**Stored data entries**:
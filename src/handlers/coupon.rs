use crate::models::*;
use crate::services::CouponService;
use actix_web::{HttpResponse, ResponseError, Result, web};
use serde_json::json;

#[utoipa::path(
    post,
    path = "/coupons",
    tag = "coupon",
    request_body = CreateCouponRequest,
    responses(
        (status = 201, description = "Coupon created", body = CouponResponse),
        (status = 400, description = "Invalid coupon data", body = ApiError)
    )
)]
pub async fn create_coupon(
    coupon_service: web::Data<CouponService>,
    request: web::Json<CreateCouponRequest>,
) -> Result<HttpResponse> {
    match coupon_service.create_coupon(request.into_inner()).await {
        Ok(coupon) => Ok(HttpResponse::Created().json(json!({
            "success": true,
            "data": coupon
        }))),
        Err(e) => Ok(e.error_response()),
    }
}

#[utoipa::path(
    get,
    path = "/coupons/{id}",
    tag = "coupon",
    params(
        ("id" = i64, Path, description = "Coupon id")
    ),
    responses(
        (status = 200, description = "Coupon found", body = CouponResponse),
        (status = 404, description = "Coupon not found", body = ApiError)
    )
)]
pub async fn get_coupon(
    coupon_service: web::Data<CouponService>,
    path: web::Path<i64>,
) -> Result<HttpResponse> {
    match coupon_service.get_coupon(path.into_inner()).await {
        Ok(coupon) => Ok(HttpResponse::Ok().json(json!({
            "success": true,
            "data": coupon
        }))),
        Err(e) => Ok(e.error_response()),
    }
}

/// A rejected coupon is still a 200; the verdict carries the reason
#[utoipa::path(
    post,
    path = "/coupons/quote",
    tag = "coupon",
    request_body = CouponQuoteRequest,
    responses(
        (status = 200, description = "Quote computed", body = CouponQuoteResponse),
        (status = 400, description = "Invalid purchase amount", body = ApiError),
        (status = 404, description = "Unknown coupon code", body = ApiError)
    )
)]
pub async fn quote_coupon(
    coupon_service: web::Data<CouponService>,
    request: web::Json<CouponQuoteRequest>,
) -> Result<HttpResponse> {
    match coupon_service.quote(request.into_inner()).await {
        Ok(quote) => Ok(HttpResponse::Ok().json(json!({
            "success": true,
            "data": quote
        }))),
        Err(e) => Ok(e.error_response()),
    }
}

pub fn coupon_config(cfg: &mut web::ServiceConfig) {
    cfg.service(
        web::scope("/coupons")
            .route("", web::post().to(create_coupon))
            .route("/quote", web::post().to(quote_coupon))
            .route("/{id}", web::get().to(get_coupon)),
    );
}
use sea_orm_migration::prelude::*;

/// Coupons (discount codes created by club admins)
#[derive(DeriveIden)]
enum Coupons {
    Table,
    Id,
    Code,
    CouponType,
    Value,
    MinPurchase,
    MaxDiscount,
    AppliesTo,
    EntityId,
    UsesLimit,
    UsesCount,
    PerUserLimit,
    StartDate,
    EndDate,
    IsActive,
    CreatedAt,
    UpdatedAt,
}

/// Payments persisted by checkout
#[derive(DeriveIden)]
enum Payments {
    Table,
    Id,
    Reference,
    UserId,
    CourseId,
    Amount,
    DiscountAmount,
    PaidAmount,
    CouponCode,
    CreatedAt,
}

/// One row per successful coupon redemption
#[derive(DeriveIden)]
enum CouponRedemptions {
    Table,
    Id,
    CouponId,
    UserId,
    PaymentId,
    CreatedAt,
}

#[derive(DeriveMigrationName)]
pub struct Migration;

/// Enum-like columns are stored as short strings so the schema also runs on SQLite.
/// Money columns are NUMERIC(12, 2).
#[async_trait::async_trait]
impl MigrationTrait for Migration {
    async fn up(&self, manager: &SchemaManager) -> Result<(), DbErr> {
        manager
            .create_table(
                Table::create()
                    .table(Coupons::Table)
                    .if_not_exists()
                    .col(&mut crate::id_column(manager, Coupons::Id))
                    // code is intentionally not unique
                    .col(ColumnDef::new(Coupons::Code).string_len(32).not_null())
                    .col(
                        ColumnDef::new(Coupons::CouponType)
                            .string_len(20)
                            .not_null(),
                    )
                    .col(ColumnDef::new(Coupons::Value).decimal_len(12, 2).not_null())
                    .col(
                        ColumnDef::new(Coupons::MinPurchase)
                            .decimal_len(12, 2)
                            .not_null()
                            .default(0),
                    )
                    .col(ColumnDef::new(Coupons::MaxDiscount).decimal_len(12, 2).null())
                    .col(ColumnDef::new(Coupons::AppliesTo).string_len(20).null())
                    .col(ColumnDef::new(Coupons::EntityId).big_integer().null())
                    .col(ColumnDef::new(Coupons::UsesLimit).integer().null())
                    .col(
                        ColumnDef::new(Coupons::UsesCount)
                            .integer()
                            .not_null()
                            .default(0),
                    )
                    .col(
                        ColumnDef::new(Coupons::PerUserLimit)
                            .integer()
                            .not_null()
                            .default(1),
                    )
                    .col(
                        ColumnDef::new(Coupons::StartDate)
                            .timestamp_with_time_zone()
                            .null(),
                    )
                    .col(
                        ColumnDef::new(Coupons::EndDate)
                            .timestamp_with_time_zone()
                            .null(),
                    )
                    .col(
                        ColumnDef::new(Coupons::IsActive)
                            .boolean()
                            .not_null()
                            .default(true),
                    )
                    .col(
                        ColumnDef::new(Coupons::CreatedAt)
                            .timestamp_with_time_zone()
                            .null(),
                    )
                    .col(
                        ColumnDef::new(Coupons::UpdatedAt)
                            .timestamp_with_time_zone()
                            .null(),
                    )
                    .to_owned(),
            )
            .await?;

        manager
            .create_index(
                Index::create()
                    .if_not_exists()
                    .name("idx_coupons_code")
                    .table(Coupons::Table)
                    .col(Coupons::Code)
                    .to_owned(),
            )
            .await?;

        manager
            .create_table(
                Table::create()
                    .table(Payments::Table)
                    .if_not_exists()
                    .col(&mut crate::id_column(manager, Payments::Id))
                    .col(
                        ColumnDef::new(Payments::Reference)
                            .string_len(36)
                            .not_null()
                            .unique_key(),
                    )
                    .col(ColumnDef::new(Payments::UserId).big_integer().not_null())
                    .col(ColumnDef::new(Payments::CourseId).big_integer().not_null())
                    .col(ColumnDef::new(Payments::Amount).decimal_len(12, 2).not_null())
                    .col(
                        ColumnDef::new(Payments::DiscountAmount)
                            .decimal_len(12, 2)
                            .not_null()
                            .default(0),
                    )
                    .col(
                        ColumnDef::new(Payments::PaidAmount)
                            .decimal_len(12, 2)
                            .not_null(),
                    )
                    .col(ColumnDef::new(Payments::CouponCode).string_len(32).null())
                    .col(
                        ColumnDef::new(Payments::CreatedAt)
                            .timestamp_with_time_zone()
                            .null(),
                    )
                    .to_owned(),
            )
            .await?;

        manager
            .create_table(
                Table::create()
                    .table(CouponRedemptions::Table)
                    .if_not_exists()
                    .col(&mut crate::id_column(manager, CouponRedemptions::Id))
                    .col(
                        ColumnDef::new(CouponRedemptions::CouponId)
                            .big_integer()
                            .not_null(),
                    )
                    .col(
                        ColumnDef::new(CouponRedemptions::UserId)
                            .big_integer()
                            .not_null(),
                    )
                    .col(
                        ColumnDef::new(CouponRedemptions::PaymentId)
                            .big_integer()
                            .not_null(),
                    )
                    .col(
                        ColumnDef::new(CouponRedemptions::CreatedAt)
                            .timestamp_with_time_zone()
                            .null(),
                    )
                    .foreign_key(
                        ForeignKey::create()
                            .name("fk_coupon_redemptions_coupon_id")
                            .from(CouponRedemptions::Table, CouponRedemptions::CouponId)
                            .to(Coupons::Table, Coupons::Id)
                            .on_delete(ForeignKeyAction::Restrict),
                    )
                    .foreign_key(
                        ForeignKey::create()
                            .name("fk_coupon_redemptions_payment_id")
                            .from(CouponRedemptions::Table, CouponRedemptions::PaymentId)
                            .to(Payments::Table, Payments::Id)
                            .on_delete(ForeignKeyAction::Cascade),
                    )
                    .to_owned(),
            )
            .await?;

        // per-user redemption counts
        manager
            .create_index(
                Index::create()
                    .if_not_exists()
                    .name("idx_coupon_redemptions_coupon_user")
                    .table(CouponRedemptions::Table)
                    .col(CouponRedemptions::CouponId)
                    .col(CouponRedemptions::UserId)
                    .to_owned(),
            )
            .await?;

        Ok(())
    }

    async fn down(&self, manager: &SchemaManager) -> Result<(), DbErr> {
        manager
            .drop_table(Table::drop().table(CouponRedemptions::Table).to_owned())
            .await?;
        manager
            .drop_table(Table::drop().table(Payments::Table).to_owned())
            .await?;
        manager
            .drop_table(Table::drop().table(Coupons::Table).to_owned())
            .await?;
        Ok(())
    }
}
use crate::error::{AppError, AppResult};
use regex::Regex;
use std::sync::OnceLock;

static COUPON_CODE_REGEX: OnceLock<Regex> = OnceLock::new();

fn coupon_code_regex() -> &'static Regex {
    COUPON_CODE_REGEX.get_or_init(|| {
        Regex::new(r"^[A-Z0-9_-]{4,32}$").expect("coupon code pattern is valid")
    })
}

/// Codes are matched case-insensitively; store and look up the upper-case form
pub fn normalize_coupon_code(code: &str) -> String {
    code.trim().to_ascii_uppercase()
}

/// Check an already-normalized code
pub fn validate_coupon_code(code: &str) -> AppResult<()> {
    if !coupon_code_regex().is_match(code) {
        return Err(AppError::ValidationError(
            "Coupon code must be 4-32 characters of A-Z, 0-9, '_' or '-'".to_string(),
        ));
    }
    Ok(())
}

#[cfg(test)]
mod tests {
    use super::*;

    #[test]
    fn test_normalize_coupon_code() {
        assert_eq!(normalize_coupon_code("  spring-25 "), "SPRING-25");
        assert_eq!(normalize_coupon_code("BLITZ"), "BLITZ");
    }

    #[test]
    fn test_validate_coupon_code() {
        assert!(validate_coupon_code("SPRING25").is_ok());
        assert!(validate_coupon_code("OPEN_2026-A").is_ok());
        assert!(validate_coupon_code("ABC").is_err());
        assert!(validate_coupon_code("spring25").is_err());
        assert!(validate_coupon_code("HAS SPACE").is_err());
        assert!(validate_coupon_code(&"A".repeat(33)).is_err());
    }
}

**Problem statement**: Check every line of the data for the word "static". The response is the count alone.

**Exercise output**: 2